Jej brat bliźniak ma już 10 lat…

Udostępnij:

Od początku istnienia nOvum kriokonserwacja zarodków była nieodłączną i skuteczną częścią procedury zapłodnienia pozaustrojowego. Dzięki temu, z łącznej liczby blisko 8700 ciąż poczętych w nOvum 2274 ciąże powstały właśnie z zarodków poddanych wcześniej kriokonserwacji. Oznacza to, że w 2274 przypadkach uzyskano ciążę u niepłodnych par – dla których jedynym rozwiązaniem było zapłodnienie pozaustrojowe – bez ponownej stymulacji hormonalnej i bez dokonywania punkcji jajników…

W 2000r. roku jedna z niepłodnych Par poddała się zabiegowi In vitro. Po zabiegu Pacjentce zagrażał zespół hiperstymulacji jajników w związku z czym lekarze podjęli decyzję o zamrożeniu wszystkich powstałych zarodków. W kolejnym cyklu, kiedy stan przyszłej mamy pozwalał na transfer, uzyskano pierwszą ciążę z mrożonych zarodków. W 2001r. urodził się chłopiec, który dziś ma 10 lat. W piątek, 16 października 2011r., przyszła na świat jego bliźniacza siostra – poczęta tego samego dnia, ale na swoje narodziny czekająca w Klinice nOvum przez blisko 11 lat…
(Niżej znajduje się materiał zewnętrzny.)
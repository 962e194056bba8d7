use axum::{
    extract::{Path, State},
    http::StatusCode,
    response::IntoResponse,
    Extension, Json,
};
use serde_json::json;
use uuid::Uuid;
use validator::Validate;

use crate::dto::workflow_dto::{
    DecisionPayload, FeedbackPayload, OfferFieldsPayload, ResubmitOfferPayload,
    ScheduleInterviewPayload, SendOfferPayload, ShortlistPayload,
};
use crate::error::{Error, Result};
use crate::middleware::auth::AuthContext;
use crate::AppState;

pub async fn shortlist_candidate(
    State(state): State<AppState>,
    Extension(ctx): Extension<AuthContext>,
    Path(id): Path<Uuid>,
    Json(payload): Json<ShortlistPayload>,
) -> Result<impl IntoResponse> {
    payload.validate()?;
    let perms = state.permission_service.permission_set(&ctx.role).await;
    if !perms.can_create("assignments") {
        return Err(Error::Forbidden(
            "You are not allowed to assign interviewers".into(),
        ));
    }
    let (candidate, assignment) = state.workflow_service.shortlist(id, &payload, &ctx).await?;
    Ok(Json(json!({
        "candidate": candidate,
        "assignment": assignment,
    })))
}

pub async fn schedule_interview(
    State(state): State<AppState>,
    Extension(ctx): Extension<AuthContext>,
    Path(id): Path<Uuid>,
    Json(payload): Json<ScheduleInterviewPayload>,
) -> Result<impl IntoResponse> {
    payload.validate()?;
    let interview = state
        .workflow_service
        .schedule_interview(id, &payload, &ctx)
        .await?;
    Ok(Json(interview))
}

pub async fn send_offer(
    State(state): State<AppState>,
    Extension(ctx): Extension<AuthContext>,
    Path(id): Path<Uuid>,
    Json(payload): Json<SendOfferPayload>,
) -> Result<impl IntoResponse> {
    payload.validate()?;
    let perms = state.permission_service.permission_set(&ctx.role).await;
    if !perms.can_create("proposals") {
        return Err(Error::Forbidden(
            "You are not allowed to create job proposals".into(),
        ));
    }
    let proposal = state.workflow_service.send_offer(id, &payload, &ctx).await?;
    Ok((StatusCode::CREATED, Json(proposal)))
}

pub async fn resubmit_offer(
    State(state): State<AppState>,
    Extension(ctx): Extension<AuthContext>,
    Path(id): Path<Uuid>,
    Json(payload): Json<ResubmitOfferPayload>,
) -> Result<impl IntoResponse> {
    payload.validate()?;
    let proposal = state
        .workflow_service
        .resubmit_offer(id, &payload, &ctx)
        .await?;
    Ok(Json(proposal))
}

pub async fn list_proposals(State(state): State<AppState>) -> Result<impl IntoResponse> {
    let proposals = state.proposal_service.list().await?;
    Ok(Json(proposals))
}

pub async fn get_proposal(
    State(state): State<AppState>,
    Path(id): Path<Uuid>,
) -> Result<impl IntoResponse> {
    let proposal = state
        .proposal_service
        .get(id)
        .await?
        .ok_or_else(|| Error::NotFound("Job proposal not found".into()))?;
    Ok(Json(proposal))
}

/// HR Manager approval/rejection, the first stage of the offer chain.
pub async fn manager_decision(
    State(state): State<AppState>,
    Extension(ctx): Extension<AuthContext>,
    Path(id): Path<Uuid>,
    Json(payload): Json<DecisionPayload>,
) -> Result<impl IntoResponse> {
    let proposal = state
        .workflow_service
        .hr_manager_decision(id, &payload, &ctx)
        .await?;
    Ok(Json(proposal))
}

/// Interviewer acknowledgment, the second stage. A rejection here rolls the
/// HR Manager approval back.
pub async fn acknowledge_offer(
    State(state): State<AppState>,
    Extension(ctx): Extension<AuthContext>,
    Path(id): Path<Uuid>,
    Json(payload): Json<DecisionPayload>,
) -> Result<impl IntoResponse> {
    let proposal = state
        .workflow_service
        .interviewer_decision(id, &payload, &ctx)
        .await?;
    Ok(Json(proposal))
}

pub async fn list_my_interviews(
    State(state): State<AppState>,
    Extension(ctx): Extension<AuthContext>,
) -> Result<impl IntoResponse> {
    let interviews = state
        .interview_service
        .list_for_interviewer(&ctx.email)
        .await?;
    Ok(Json(interviews))
}

pub async fn submit_feedback(
    State(state): State<AppState>,
    Extension(ctx): Extension<AuthContext>,
    Path(id): Path<Uuid>,
    Json(payload): Json<FeedbackPayload>,
) -> Result<impl IntoResponse> {
    let feedback = state
        .workflow_service
        .submit_feedback(id, &payload, &ctx)
        .await?;
    Ok((StatusCode::CREATED, Json(feedback)))
}

pub async fn update_feedback_offer_fields(
    State(state): State<AppState>,
    Extension(ctx): Extension<AuthContext>,
    Path(id): Path<Uuid>,
    Json(payload): Json<OfferFieldsPayload>,
) -> Result<impl IntoResponse> {
    let perms = state.permission_service.permission_set(&ctx.role).await;
    if !perms.can_update("feedback") {
        return Err(Error::Forbidden(
            "You are not allowed to update feedback".into(),
        ));
    }
    state
        .feedback_service
        .get(id)
        .await?
        .ok_or_else(|| Error::NotFound("Feedback not found".into()))?;
    let feedback = state.feedback_service.update_offer_fields(id, &payload).await?;
    Ok(Json(feedback))
}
Po urodzeniu pierwszego dziecka, rodzice musieli na  jakiś czas zrezygnować z dalszego powiększania rodziny ze względów zdrowotnych. Jednak, gdy tylko było to możliwe, para zgłosiła się do nOvum po kolejny zarodek, który przez te wszystkie lata był przechowywany w banku zarodków, w ciekłym azocie. Po rozmrożeniu zarodek podjął funkcje życiowe i po podaniu go do macicy udało się uzyskać ciążę. Zdrowa dziewczynka urodziła się o  czasie, ważyła 3750g, mierzyła 60 cm, i w dniu narodzin uzyskała 10 pkt. w skali Apgar.
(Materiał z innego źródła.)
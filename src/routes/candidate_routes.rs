use axum::{
    extract::{Path, Query, State},
    response::IntoResponse,
    Extension, Json,
};
use serde::Deserialize;
use uuid::Uuid;

use crate::dto::candidate_dto::{DailyCount, DashboardStats, UpdateStatusPayload};
use crate::error::{Error, Result};
use crate::middleware::auth::AuthContext;
use crate::AppState;

#[derive(Debug, Deserialize)]
pub struct CandidateListQuery {
    pub status: Option<String>,
}

#[utoipa::path(
    get,
    path = "/api/hr/candidates",
    params(
        ("status" = Option<String>, Query, description = "Filter by pipeline status")
    ),
    responses(
        (status = 200, description = "List of candidates"),
        (status = 403, description = "Caller has no HR role")
    )
)]
pub async fn list_candidates(
    State(state): State<AppState>,
    Query(query): Query<CandidateListQuery>,
) -> Result<impl IntoResponse> {
    let candidates = state.candidate_service.list(query.status.as_deref()).await?;
    Ok(Json(candidates))
}

#[utoipa::path(
    get,
    path = "/api/hr/candidates/{id}",
    params(
        ("id" = String, Path, description = "Candidate ID")
    ),
    responses(
        (status = 200, description = "Candidate detail"),
        (status = 404, description = "Candidate not found")
    )
)]
pub async fn get_candidate(
    State(state): State<AppState>,
    Path(id): Path<Uuid>,
) -> Result<impl IntoResponse> {
    let candidate = state
        .candidate_service
        .get(id)
        .await?
        .ok_or_else(|| Error::NotFound("Candidate not found".into()))?;
    Ok(Json(candidate))
}

pub async fn get_candidate_history(
    State(state): State<AppState>,
    Path(id): Path<Uuid>,
) -> Result<impl IntoResponse> {
    // 404 for unknown candidates instead of an empty history
    state
        .candidate_service
        .get(id)
        .await?
        .ok_or_else(|| Error::NotFound("Candidate not found".into()))?;
    let history = state.history_service.list_for_candidate(id).await?;
    Ok(Json(history))
}

pub async fn update_candidate_status(
    State(state): State<AppState>,
    Extension(ctx): Extension<AuthContext>,
    Path(id): Path<Uuid>,
    Json(payload): Json<UpdateStatusPayload>,
) -> Result<impl IntoResponse> {
    let perms = state.permission_service.permission_set(&ctx.role).await;
    if !perms.can_update("candidates") {
        return Err(Error::Forbidden(
            "You are not allowed to update candidates".into(),
        ));
    }
    let candidate = state
        .workflow_service
        .update_status(id, &payload.status, payload.note, &ctx)
        .await?;
    Ok(Json(candidate))
}

pub async fn dashboard_stats(State(state): State<AppState>) -> Result<impl IntoResponse> {
    let status_counts = state.candidate_service.status_counts().await?;
    let applications_last_7_days = state
        .candidate_service
        .applications_last_7_days()
        .await?
        .into_iter()
        .map(|(date, count)| DailyCount { date, count })
        .collect();
    Ok(Json(DashboardStats {
        status_counts,
        applications_last_7_days,
    }))
}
Dr Piotr Lewandowski, który leczył Parę od początku, powiedział: „Udało się! Powstało kolejne, choć na tak długo zamrożone, życie. To wielka radość i mocny argument przeciwko wrogom mrożenia zarodków. Mrożenie jest nieodłączną częścią metody in vitro”.
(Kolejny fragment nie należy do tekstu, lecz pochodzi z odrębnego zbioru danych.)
use crate::dto::workflow_dto::{ResubmitOfferPayload, SendOfferPayload};
use crate::error::Result;
use crate::models::job_proposal::JobProposal;
use sqlx::PgPool;
use uuid::Uuid;

pub const OFFER_PENDING: &str = "pending";
pub const OFFER_SENT: &str = "sent";
pub const OFFER_ACCEPTED: &str = "accepted";
pub const OFFER_DECLINED: &str = "declined";

#[derive(Clone)]
pub struct ProposalService {
    pool: PgPool,
}

impl ProposalService {
    pub fn new(pool: PgPool) -> Self {
        Self { pool }
    }

    pub async fn get(&self, id: Uuid) -> Result<Option<JobProposal>> {
        let proposal =
            sqlx::query_as::<_, JobProposal>("SELECT * FROM job_proposals WHERE id = $1")
                .bind(id)
                .fetch_optional(&self.pool)
                .await?;
        Ok(proposal)
    }

    pub async fn list(&self) -> Result<Vec<JobProposal>> {
        let proposals = sqlx::query_as::<_, JobProposal>(
            "SELECT * FROM job_proposals ORDER BY created_at DESC",
        )
        .fetch_all(&self.pool)
        .await?;
        Ok(proposals)
    }

    pub async fn latest_for_candidate(&self, candidate_id: Uuid) -> Result<Option<JobProposal>> {
        let proposal = sqlx::query_as::<_, JobProposal>(
            r#"
            SELECT * FROM job_proposals
            WHERE candidate_id = $1
            ORDER BY created_at DESC
            LIMIT 1
            "#,
        )
        .bind(candidate_id)
        .fetch_optional(&self.pool)
        .await?;
        Ok(proposal)
    }

    pub async fn create(
        &self,
        candidate_id: Uuid,
        payload: &SendOfferPayload,
        created_by: Uuid,
        created_by_email: &str,
    ) -> Result<JobProposal> {
        let proposal = sqlx::query_as::<_, JobProposal>(
            r#"
            INSERT INTO job_proposals (
                candidate_id, position_title, job_level, job_grade, department,
                base_salary, allowance, start_date, offer_status,
                created_by, created_by_email
            )
            VALUES ($1, $2, $3, $4, $5, $6, $7, $8, $9, $10, $11)
            RETURNING *
            "#,
        )
        .bind(candidate_id)
        .bind(&payload.position_title)
        .bind(&payload.job_level)
        .bind(&payload.job_grade)
        .bind(&payload.department)
        .bind(payload.base_salary)
        .bind(payload.allowance)
        .bind(payload.start_date)
        .bind(OFFER_PENDING)
        .bind(created_by)
        .bind(created_by_email)
        .fetch_one(&self.pool)
        .await?;
        Ok(proposal)
    }

    pub async fn hr_manager_approve(&self, id: Uuid, approver_email: &str) -> Result<JobProposal> {
        let proposal = sqlx::query_as::<_, JobProposal>(
            r#"
            UPDATE job_proposals
            SET hr_manager_approved = TRUE,
                hr_manager_approved_by = $1,
                hr_manager_approved_at = NOW(),
                hr_manager_rejection_notes = NULL,
                updated_at = NOW()
            WHERE id = $2
            RETURNING *
            "#,
        )
        .bind(approver_email)
        .bind(id)
        .fetch_one(&self.pool)
        .await?;
        Ok(proposal)
    }

    pub async fn hr_manager_reject(&self, id: Uuid, notes: &str) -> Result<JobProposal> {
        let proposal = sqlx::query_as::<_, JobProposal>(
            r#"
            UPDATE job_proposals
            SET hr_manager_rejection_notes = $1, updated_at = NOW()
            WHERE id = $2
            RETURNING *
            "#,
        )
        .bind(notes)
        .bind(id)
        .fetch_one(&self.pool)
        .await?;
        Ok(proposal)
    }

    pub async fn interviewer_acknowledge(
        &self,
        id: Uuid,
        approver_email: &str,
    ) -> Result<JobProposal> {
        let proposal = sqlx::query_as::<_, JobProposal>(
            r#"
            UPDATE job_proposals
            SET interviewer_acknowledged = TRUE,
                interviewer_acknowledged_by = $1,
                interviewer_acknowledged_at = NOW(),
                interviewer_rejection_notes = NULL,
                offer_status = $2,
                updated_at = NOW()
            WHERE id = $3
            RETURNING *
            "#,
        )
        .bind(approver_email)
        .bind(OFFER_SENT)
        .bind(id)
        .fetch_one(&self.pool)
        .await?;
        Ok(proposal)
    }

    /// An interviewer rejection also rolls the HR Manager approval back, so
    /// the full two-stage chain re-runs once HR edits and resubmits.
    pub async fn interviewer_reject(&self, id: Uuid, notes: &str) -> Result<JobProposal> {
        let proposal = sqlx::query_as::<_, JobProposal>(
            r#"
            UPDATE job_proposals
            SET interviewer_rejection_notes = $1,
                hr_manager_approved = FALSE,
                hr_manager_approved_by = NULL,
                hr_manager_approved_at = NULL,
                updated_at = NOW()
            WHERE id = $2
            RETURNING *
            "#,
        )
        .bind(notes)
        .bind(id)
        .fetch_one(&self.pool)
        .await?;
        Ok(proposal)
    }

    /// Resubmission restarts the approval from scratch: both rejection-note
    /// columns and both approval flags (with their stamps) are reset.
    pub async fn resubmit(&self, id: Uuid, payload: &ResubmitOfferPayload) -> Result<JobProposal> {
        let proposal = sqlx::query_as::<_, JobProposal>(
            r#"
            UPDATE job_proposals
            SET position_title = COALESCE($1, position_title),
                job_level = COALESCE($2, job_level),
                job_grade = COALESCE($3, job_grade),
                department = COALESCE($4, department),
                base_salary = COALESCE($5, base_salary),
                allowance = COALESCE($6, allowance),
                start_date = COALESCE($7, start_date),
                offer_status = $8,
                hr_manager_approved = FALSE,
                hr_manager_approved_by = NULL,
                hr_manager_approved_at = NULL,
                hr_manager_rejection_notes = NULL,
                interviewer_acknowledged = FALSE,
                interviewer_acknowledged_by = NULL,
                interviewer_acknowledged_at = NULL,
                interviewer_rejection_notes = NULL,
                updated_at = NOW()
            WHERE id = $9
            RETURNING *
            "#,
        )
        .bind(&payload.position_title)
        .bind(&payload.job_level)
        .bind(&payload.job_grade)
        .bind(&payload.department)
        .bind(payload.base_salary)
        .bind(payload.allowance)
        .bind(payload.start_date)
        .bind(OFFER_PENDING)
        .bind(id)
        .fetch_one(&self.pool)
        .await?;
        Ok(proposal)
    }

    pub async fn set_offer_status(&self, id: Uuid, status: &str) -> Result<u64> {
        let result =
            sqlx::query("UPDATE job_proposals SET offer_status = $1, updated_at = NOW() WHERE id = $2")
                .bind(status)
                .bind(id)
                .execute(&self.pool)
                .await?;
        Ok(result.rows_affected())
    }
}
„To rekord w skali kraju, chociaż już wcześniej uzyskaliśmy trzy ciąże z przechowywanych przez 10 lat zarodków. Te przykłady pokazują, że kompletnie nieprawdziwa jest teza, jakoby zarodki były niszczone, czy też same ulegały degradacji po latach przechowywania w stanie zamrożenia i nie nadawały się do wszczepienia” – dodaje dr Katarzyna Kozioł.